With the rise of artificial intelligence, the future of data extends beyond the traditional data analyst or data scientist roles. Data is everywhere around us and yet, many industries have not seen an influx of data professionals to their maximum potential. Right now, the technology, healthcare, finance, retail, and government sectors account for much of the hiring for data-related roles. But there are five fields where data can be used effectively, and where there is a limited quantity of quality data professionals in the workforce today. 

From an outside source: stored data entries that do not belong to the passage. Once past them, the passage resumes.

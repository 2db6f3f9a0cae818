//! Configuration for indexing and question answering.

use serde::{Deserialize, Serialize};

use crate::chunking::DEFAULT_SEPARATORS;
use crate::error::{RagError, Result};
use crate::history::DEFAULT_MAX_TURNS;
use crate::retriever::RetrievalPolicy;

/// Configuration parameters shared by the indexer, retriever and orchestrator.
#[derive(Debug, Clone, Serialize, Deserialize, PartialEq)]
#[serde(default)]
pub struct RagConfig {
    /// Maximum passage size in characters.
    pub chunk_size: usize,
    /// Number of overlapping characters between consecutive passages of a page.
    pub chunk_overlap: usize,
    /// Split boundaries in priority order.
    pub separators: Vec<String>,
    /// Maximum number of texts sent to the embedding service per call.
    pub embed_batch_size: usize,
    /// Number of most-recent conversation turns kept as context.
    pub max_turns: usize,
    /// How passages are selected for a question.
    pub retrieval: RetrievalPolicy,
    /// Rewrite follow-up questions into standalone questions before retrieval.
    pub condense_question: bool,
}

impl Default for RagConfig {
    fn default() -> Self {
        Self {
            chunk_size: 1500,
            chunk_overlap: 200,
            separators: DEFAULT_SEPARATORS.iter().map(|s| s.to_string()).collect(),
            embed_batch_size: 256,
            max_turns: DEFAULT_MAX_TURNS,
            retrieval: RetrievalPolicy::default(),
            condense_question: true,
        }
    }
}

impl RagConfig {
    /// Create a new builder for constructing a [`RagConfig`].
    pub fn builder() -> RagConfigBuilder {
        RagConfigBuilder::default()
    }

    /// Check that the parameters are consistent.
    ///
    /// # Errors
    ///
    /// Returns [`RagError::Configuration`] if:
    /// - `chunk_size == 0` or `chunk_overlap >= chunk_size`
    /// - `embed_batch_size == 0`
    /// - the retrieval policy is invalid (see [`RetrievalPolicy::validate`])
    pub fn validate(&self) -> Result<()> {
        if self.chunk_size == 0 {
            return Err(RagError::Configuration("chunk_size must be greater than zero".into()));
        }
        if self.chunk_overlap >= self.chunk_size {
            return Err(RagError::Configuration(format!(
                "chunk_overlap ({}) must be less than chunk_size ({})",
                self.chunk_overlap, self.chunk_size
            )));
        }
        if self.embed_batch_size == 0 {
            return Err(RagError::Configuration(
                "embed_batch_size must be greater than zero".into(),
            ));
        }
        self.retrieval.validate()
    }
}

/// Builder for constructing a validated [`RagConfig`].
#[derive(Debug, Clone, Default)]
pub struct RagConfigBuilder {
    config: RagConfig,
}

impl RagConfigBuilder {
    /// Set the maximum passage size in characters.
    pub fn chunk_size(mut self, size: usize) -> Self {
        self.config.chunk_size = size;
        self
    }

    /// Set the overlap between consecutive passages in characters.
    pub fn chunk_overlap(mut self, overlap: usize) -> Self {
        self.config.chunk_overlap = overlap;
        self
    }

    /// Replace the split boundaries (highest priority first).
    pub fn separators<I, S>(mut self, separators: I) -> Self
    where
        I: IntoIterator<Item = S>,
        S: Into<String>,
    {
        self.config.separators = separators.into_iter().map(Into::into).collect();
        self
    }

    /// Set how many passages are embedded per service call.
    pub fn embed_batch_size(mut self, size: usize) -> Self {
        self.config.embed_batch_size = size;
        self
    }

    /// Set how many conversation turns are retained.
    pub fn max_turns(mut self, turns: usize) -> Self {
        self.config.max_turns = turns;
        self
    }

    /// Set the retrieval policy.
    pub fn retrieval(mut self, policy: RetrievalPolicy) -> Self {
        self.config.retrieval = policy;
        self
    }

    /// Enable or disable follow-up question rewriting.
    pub fn condense_question(mut self, enabled: bool) -> Self {
        self.config.condense_question = enabled;
        self
    }

    /// Build the [`RagConfig`], validating that parameters are consistent.
    ///
    /// # Errors
    ///
    /// Returns [`RagError::Configuration`] as described in [`RagConfig::validate`].
    pub fn build(self) -> Result<RagConfig> {
        self.config.validate()?;
        Ok(self.config)
    }
}

#[cfg(test)]
mod tests {
    use super::*;

    #[test]
    fn defaults_follow_the_handbook_setup() {
        let config = RagConfig::default();
        assert_eq!(config.chunk_size, 1500);
        assert_eq!(config.chunk_overlap, 200);
        assert_eq!(config.max_turns, 4);
        assert_eq!(config.retrieval, RetrievalPolicy::Similarity { k: 8, score_threshold: Some(0.7) });
        assert!(config.validate().is_ok());
    }

    #[test]
    fn rejects_overlap_not_smaller_than_chunk() {
        let err = RagConfig::builder().chunk_size(100).chunk_overlap(100).build().unwrap_err();
        assert!(matches!(err, RagError::Configuration(_)));
    }

    #[test]
    fn rejects_invalid_policy() {
        let err = RagConfig::builder()
            .retrieval(RetrievalPolicy::Mmr { k: 10, fetch_k: 5, lambda: 0.5 })
            .build()
            .unwrap_err();
        assert!(matches!(err, RagError::Configuration(_)));
    }

    #[test]
    fn partial_json_falls_back_to_defaults() {
        let config: RagConfig =
            serde_json::from_str(r#"{"chunk_size": 800, "retrieval": {"mmr": {"k": 5, "fetch_k": 20, "lambda": 0.5}}}"#)
                .unwrap();
        assert_eq!(config.chunk_size, 800);
        assert_eq!(config.chunk_overlap, 200);
        assert_eq!(config.retrieval, RetrievalPolicy::Mmr { k: 5, fetch_k: 20, lambda: 0.5 });
    }
}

Archaeology may not look like a modern data field at first glance, but in practice, archaeologists have always worked like analysts. They are constantly collecting fragmented evidence, looking for patterns across space and time, and constructing narratives grounded in data. What has changed in the last couple of decades is the introduction of digital data. Modern archaeology increasingly relies on high-resolution spatial data, remote sensing, and computational modeling. Excavation itself is no longer the starting point; it is often the last step, informed by extensive data analysis upstream. Dedicated data archaeologist titles are still rare, but hybrid roles are growing. These include GIS analysts embedded in archaeology or heritage teams, remote sensing specialists working with satellite imagery, and research data scientists in universities, museums, and cultural preservation institutes. Most of these roles sit at the intersection of archaeology, geography, and data science rather than inside corporate analytics teams.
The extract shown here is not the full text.